» **MATERIAL SUPPLIED**:
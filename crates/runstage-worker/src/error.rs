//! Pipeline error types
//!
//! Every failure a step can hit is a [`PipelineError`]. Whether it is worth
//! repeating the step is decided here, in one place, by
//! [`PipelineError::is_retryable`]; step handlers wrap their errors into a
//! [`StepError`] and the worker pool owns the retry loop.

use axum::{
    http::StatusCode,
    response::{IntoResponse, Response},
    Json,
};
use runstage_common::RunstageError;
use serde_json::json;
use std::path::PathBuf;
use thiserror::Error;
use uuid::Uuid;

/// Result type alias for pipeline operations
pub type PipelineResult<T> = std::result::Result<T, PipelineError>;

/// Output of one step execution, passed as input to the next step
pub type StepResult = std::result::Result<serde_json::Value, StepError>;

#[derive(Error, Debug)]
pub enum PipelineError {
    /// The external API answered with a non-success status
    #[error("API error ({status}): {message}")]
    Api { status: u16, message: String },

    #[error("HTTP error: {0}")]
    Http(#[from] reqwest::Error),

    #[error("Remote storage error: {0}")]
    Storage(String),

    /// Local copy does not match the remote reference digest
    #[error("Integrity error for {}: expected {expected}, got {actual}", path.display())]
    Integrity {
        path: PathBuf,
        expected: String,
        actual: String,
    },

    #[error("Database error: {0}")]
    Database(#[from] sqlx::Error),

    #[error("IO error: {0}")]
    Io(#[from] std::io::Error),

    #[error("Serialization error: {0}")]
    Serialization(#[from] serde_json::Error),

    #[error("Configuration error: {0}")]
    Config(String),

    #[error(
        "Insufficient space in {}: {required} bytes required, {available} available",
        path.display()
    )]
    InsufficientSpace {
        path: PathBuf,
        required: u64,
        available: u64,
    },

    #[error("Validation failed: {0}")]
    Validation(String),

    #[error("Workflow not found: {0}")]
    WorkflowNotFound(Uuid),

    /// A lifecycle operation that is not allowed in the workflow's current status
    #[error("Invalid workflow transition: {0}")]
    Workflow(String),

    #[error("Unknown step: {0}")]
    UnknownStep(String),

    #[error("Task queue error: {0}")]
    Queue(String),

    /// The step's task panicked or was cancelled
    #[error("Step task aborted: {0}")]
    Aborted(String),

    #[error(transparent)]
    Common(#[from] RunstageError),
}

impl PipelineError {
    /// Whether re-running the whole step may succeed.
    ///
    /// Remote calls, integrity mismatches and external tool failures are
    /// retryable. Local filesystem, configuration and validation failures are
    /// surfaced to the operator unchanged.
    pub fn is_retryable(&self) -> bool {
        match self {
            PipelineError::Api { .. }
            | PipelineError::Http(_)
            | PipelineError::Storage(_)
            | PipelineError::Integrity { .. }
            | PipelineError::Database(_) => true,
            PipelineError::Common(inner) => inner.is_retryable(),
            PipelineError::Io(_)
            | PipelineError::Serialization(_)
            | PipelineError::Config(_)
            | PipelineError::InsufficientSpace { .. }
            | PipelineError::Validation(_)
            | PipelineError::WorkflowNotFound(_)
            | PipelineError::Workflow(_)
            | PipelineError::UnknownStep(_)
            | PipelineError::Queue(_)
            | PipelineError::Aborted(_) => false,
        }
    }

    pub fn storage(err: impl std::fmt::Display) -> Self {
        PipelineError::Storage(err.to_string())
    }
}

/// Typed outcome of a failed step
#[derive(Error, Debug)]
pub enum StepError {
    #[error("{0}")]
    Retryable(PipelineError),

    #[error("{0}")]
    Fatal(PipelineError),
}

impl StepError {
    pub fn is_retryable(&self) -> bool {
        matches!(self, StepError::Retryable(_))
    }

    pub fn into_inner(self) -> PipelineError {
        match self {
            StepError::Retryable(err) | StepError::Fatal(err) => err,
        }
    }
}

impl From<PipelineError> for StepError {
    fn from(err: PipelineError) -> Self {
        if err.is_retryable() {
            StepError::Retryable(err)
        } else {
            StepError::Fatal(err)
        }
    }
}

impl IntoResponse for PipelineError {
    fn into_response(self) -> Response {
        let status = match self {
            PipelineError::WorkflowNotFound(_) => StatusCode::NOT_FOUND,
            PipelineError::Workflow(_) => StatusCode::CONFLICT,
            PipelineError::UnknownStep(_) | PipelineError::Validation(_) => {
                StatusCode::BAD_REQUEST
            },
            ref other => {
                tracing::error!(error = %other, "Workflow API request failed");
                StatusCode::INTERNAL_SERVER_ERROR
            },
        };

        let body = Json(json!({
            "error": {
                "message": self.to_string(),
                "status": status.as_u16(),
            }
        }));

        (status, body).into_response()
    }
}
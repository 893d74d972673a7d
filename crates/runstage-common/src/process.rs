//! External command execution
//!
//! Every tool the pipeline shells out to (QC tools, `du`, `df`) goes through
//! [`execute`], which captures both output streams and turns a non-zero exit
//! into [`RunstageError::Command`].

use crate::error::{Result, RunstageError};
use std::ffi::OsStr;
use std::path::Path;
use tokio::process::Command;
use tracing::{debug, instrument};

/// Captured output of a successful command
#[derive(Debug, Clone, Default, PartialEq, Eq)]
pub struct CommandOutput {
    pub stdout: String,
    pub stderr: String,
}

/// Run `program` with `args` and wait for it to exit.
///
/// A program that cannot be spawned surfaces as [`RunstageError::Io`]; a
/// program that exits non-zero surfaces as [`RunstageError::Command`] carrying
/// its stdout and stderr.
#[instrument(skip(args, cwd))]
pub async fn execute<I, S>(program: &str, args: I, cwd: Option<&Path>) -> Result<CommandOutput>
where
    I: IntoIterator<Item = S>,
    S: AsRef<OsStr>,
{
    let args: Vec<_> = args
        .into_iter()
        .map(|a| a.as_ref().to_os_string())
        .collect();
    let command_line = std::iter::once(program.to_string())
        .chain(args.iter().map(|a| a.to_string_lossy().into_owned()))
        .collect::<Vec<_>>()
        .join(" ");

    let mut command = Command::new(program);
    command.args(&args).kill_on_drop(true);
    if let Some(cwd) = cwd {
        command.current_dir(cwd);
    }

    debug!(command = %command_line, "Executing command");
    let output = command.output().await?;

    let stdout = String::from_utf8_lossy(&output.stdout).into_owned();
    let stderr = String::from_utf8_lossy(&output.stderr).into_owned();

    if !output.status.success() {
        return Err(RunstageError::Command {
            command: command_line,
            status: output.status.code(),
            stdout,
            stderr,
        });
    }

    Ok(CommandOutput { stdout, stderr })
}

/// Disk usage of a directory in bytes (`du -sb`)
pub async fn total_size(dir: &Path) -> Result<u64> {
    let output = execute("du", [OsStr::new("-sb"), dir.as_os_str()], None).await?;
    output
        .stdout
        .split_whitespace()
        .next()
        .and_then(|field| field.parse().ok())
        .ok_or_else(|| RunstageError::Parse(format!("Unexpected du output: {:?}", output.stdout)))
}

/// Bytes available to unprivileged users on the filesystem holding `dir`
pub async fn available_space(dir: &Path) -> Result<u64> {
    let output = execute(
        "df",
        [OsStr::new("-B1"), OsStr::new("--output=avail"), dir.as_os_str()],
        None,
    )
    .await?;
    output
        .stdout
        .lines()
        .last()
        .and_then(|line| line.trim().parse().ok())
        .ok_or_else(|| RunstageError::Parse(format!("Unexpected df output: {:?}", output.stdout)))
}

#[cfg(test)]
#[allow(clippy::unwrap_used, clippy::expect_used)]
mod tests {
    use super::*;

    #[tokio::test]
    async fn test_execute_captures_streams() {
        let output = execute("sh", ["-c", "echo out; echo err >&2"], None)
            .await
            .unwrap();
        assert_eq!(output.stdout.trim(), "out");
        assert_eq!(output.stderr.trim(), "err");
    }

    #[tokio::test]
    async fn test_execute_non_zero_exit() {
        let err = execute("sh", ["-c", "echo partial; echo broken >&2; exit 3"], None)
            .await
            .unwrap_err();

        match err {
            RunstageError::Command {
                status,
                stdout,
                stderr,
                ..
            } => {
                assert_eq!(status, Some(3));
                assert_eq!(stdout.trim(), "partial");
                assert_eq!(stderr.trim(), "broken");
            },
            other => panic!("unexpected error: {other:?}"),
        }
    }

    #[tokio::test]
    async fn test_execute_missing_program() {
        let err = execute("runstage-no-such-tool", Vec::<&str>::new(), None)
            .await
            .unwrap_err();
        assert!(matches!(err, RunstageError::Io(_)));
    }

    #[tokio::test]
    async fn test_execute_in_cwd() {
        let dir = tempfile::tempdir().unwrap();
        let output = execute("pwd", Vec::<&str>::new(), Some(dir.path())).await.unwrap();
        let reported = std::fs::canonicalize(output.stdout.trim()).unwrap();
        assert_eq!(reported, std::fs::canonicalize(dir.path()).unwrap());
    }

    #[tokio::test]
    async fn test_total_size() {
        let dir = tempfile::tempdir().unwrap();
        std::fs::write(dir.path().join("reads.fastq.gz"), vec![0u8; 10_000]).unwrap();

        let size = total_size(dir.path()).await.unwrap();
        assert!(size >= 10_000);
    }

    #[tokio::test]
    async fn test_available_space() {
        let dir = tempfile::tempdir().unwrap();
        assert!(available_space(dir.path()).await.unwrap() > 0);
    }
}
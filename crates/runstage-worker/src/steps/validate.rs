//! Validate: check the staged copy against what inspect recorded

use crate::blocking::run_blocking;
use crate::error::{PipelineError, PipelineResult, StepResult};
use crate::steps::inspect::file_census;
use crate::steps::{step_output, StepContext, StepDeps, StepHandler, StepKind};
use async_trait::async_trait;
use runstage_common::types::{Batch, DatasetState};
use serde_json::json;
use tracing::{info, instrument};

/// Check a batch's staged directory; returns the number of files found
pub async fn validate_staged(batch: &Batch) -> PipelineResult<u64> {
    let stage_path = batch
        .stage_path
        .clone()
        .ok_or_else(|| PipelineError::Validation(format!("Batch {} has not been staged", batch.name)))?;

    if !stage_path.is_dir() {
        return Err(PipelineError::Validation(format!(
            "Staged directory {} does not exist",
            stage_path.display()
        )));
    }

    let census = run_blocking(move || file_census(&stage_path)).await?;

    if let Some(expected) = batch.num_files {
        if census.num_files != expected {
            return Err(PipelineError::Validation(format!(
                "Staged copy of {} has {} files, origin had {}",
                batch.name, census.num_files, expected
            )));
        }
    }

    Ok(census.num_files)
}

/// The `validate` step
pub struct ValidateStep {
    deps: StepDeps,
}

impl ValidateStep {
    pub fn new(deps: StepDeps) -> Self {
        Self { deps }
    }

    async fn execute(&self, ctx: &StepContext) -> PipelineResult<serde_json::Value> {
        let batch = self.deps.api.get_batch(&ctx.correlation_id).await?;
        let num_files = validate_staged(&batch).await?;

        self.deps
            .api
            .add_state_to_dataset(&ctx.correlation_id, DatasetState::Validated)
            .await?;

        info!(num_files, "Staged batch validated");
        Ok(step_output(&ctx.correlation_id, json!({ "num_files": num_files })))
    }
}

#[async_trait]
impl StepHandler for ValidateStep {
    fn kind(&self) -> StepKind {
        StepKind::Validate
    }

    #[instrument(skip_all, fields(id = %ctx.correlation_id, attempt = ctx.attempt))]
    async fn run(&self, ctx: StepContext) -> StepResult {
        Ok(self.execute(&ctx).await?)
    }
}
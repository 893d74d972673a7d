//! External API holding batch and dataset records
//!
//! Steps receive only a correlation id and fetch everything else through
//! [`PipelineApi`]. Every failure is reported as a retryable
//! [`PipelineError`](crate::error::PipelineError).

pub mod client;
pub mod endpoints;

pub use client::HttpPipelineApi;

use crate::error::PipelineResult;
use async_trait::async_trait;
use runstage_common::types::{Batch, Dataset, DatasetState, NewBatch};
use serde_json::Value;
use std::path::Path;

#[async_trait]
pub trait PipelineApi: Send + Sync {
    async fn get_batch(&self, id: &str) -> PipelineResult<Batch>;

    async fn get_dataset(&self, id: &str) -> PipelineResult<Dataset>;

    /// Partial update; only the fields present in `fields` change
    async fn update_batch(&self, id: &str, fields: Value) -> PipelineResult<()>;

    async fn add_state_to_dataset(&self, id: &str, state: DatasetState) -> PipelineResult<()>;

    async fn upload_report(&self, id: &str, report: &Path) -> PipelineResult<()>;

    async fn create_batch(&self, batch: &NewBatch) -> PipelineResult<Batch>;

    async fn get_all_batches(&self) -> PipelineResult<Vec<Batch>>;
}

» **PROBLEM TO SOLVE**: At the line containing "Ok(self.execute(&ctx).await?)", start copying. Continue exactly through the final line of the entries above and stop there.

» **WRITTEN RESPONSE**:
        Ok(self.execute(&ctx).await?)
    }
}
repository 893d74d972673a7d
//! External API holding batch and dataset records
//!
//! Steps receive only a correlation id and fetch everything else through
//! [`PipelineApi`]. Every failure is reported as a retryable
//! [`PipelineError`](crate::error::PipelineError).

pub mod client;
pub mod endpoints;

pub use client::HttpPipelineApi;

use crate::error::PipelineResult;
use async_trait::async_trait;
use runstage_common::types::{Batch, Dataset, DatasetState, NewBatch};
use serde_json::Value;
use std::path::Path;

#[async_trait]
pub trait PipelineApi: Send + Sync {
    async fn get_batch(&self, id: &str) -> PipelineResult<Batch>;

    async fn get_dataset(&self, id: &str) -> PipelineResult<Dataset>;

    /// Partial update; only the fields present in `fields` change
    async fn update_batch(&self, id: &str, fields: Value) -> PipelineResult<()>;

    async fn add_state_to_dataset(&self, id: &str, state: DatasetState) -> PipelineResult<()>;

    async fn upload_report(&self, id: &str, report: &Path) -> PipelineResult<()>;

    async fn create_batch(&self, batch: &NewBatch) -> PipelineResult<Batch>;

    async fn get_all_batches(&self) -> PipelineResult<Vec<Batch>>;
}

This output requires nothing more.